### Your goal
Please find the lines in the entries below that contain the word "startDate", and copy each one.

────────────────────

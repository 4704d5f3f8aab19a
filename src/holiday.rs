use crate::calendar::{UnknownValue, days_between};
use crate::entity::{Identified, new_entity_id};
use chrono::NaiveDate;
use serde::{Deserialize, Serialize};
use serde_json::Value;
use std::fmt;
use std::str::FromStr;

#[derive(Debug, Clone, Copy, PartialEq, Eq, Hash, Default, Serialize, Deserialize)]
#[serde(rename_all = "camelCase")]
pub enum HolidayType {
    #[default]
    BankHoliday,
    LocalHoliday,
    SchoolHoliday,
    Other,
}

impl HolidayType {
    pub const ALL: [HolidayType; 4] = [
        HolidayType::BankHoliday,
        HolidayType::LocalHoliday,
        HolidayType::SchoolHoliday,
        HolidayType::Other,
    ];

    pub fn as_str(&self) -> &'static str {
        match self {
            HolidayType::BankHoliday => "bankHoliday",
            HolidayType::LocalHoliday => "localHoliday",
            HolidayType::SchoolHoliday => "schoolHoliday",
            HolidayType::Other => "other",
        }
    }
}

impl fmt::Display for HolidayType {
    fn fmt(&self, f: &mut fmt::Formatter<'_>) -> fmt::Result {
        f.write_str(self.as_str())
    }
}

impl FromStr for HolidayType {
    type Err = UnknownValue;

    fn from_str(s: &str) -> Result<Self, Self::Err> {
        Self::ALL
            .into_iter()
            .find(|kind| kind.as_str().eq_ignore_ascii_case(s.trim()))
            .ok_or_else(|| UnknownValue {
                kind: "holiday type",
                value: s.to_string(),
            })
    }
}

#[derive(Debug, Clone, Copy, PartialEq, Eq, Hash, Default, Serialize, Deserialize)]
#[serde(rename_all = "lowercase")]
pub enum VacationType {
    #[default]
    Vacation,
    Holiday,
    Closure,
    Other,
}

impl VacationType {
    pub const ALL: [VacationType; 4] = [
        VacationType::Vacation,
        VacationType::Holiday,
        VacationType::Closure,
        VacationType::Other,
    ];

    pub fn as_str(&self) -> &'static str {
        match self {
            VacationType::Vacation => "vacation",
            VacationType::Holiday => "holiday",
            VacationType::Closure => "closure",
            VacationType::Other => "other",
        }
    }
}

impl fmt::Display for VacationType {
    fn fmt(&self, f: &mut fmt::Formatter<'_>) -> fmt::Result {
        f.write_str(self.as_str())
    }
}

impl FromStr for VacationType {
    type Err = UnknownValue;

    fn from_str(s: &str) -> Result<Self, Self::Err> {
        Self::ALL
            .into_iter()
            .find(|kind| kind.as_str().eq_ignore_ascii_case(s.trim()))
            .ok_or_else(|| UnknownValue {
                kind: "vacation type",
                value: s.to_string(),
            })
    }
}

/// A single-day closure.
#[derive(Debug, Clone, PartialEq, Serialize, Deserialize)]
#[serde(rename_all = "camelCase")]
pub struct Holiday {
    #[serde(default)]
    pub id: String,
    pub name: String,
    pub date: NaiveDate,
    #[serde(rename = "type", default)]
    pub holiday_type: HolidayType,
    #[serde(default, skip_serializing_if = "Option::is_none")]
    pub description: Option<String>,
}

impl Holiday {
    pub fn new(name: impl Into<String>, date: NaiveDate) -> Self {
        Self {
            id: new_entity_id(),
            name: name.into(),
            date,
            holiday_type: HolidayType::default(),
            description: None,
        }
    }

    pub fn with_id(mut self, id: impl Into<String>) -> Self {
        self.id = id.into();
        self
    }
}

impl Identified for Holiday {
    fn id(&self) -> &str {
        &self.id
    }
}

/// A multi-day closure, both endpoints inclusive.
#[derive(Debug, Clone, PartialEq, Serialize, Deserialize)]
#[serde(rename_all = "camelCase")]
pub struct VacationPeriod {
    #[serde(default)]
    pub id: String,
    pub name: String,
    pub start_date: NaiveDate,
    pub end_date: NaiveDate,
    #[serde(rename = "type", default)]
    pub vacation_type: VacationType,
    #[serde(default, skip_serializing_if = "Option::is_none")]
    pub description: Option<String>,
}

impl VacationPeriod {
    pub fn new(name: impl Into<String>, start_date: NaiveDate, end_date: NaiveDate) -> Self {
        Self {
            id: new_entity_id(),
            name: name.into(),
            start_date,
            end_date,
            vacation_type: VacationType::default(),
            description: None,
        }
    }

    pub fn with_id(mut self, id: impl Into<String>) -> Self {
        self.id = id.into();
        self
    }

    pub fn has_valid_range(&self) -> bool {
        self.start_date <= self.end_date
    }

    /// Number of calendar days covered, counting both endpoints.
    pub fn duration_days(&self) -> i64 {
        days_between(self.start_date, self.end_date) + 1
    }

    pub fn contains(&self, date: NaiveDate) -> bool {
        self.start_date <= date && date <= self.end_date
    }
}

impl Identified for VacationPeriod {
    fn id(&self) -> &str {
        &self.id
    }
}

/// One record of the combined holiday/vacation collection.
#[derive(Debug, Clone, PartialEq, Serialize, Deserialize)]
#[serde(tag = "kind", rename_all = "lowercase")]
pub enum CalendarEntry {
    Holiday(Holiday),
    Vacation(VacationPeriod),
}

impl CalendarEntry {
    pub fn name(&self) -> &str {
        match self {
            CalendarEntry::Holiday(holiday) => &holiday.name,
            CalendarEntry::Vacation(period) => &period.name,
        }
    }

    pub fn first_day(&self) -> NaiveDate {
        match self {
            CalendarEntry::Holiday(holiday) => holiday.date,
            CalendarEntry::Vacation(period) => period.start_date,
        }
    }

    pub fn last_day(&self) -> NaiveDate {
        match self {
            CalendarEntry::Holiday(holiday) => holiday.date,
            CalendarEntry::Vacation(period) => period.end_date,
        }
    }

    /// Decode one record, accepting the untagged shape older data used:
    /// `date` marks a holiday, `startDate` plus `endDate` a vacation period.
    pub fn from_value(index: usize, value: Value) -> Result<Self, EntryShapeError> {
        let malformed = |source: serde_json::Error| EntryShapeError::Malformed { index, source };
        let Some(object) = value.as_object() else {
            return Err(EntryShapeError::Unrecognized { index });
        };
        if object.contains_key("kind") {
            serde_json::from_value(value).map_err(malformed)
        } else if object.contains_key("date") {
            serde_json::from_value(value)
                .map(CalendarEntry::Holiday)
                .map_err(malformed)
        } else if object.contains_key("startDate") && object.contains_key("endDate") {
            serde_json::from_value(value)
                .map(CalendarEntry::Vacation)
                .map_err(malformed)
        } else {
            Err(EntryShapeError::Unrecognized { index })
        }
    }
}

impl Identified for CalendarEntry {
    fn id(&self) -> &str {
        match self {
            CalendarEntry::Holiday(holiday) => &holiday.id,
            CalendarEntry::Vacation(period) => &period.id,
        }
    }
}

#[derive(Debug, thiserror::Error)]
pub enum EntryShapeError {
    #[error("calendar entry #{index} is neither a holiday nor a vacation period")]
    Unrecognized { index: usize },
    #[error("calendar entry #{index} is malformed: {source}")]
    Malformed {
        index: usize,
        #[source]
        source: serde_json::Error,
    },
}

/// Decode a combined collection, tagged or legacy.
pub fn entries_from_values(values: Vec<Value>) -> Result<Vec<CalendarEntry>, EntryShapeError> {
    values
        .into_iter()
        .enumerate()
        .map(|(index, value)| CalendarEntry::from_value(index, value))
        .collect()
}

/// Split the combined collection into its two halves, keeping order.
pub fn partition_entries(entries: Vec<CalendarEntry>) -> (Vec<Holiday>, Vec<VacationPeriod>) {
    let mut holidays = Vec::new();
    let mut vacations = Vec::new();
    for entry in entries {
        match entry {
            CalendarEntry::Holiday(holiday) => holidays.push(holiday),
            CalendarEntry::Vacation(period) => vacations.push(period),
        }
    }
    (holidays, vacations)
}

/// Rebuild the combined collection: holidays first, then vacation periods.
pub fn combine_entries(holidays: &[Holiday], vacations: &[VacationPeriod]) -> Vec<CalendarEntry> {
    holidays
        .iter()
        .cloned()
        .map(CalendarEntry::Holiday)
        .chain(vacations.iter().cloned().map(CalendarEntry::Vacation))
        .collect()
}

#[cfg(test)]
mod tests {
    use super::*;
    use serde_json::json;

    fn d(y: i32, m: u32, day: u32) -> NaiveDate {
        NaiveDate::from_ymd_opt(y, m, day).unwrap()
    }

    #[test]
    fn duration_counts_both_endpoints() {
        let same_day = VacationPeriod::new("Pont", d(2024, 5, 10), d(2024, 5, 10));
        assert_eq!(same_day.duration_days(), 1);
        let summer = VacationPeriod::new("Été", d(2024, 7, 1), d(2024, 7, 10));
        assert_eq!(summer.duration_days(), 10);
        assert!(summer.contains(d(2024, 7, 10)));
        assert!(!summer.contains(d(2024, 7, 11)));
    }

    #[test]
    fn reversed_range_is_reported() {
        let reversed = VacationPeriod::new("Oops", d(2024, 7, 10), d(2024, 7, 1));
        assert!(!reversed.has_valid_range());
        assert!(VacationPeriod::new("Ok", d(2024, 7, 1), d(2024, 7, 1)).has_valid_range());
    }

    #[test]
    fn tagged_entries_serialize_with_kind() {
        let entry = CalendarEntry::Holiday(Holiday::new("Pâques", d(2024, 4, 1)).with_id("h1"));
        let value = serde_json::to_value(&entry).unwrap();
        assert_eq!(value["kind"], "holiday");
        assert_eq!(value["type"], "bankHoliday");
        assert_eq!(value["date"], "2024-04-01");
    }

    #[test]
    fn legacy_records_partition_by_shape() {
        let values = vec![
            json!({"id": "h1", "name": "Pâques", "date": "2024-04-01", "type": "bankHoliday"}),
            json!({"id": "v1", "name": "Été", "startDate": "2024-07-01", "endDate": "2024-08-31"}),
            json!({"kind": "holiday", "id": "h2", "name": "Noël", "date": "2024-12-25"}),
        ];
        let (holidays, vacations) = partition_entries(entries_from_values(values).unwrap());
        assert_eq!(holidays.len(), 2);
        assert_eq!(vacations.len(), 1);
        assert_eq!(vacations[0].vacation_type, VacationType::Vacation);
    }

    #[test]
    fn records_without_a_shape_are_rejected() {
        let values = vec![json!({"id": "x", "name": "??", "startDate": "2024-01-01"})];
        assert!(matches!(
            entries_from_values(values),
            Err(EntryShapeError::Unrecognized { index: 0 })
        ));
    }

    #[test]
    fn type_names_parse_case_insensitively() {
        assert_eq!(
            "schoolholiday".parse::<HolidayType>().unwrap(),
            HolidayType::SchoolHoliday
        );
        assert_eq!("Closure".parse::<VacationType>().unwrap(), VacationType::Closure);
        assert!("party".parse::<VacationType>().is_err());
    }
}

────────────────────

### Solved exercise
    /// `date` marks a holiday, `startDate` plus `endDate` a vacation period.
        } else if object.contains_key("startDate") && object.contains_key("endDate") {
            json!({"id": "v1", "name": "Été", "startDate": "2024-07-01", "endDate": "2024-08-31"}),
        let values = vec![json!({"id": "x", "name": "??", "startDate": "2024-01-01"})];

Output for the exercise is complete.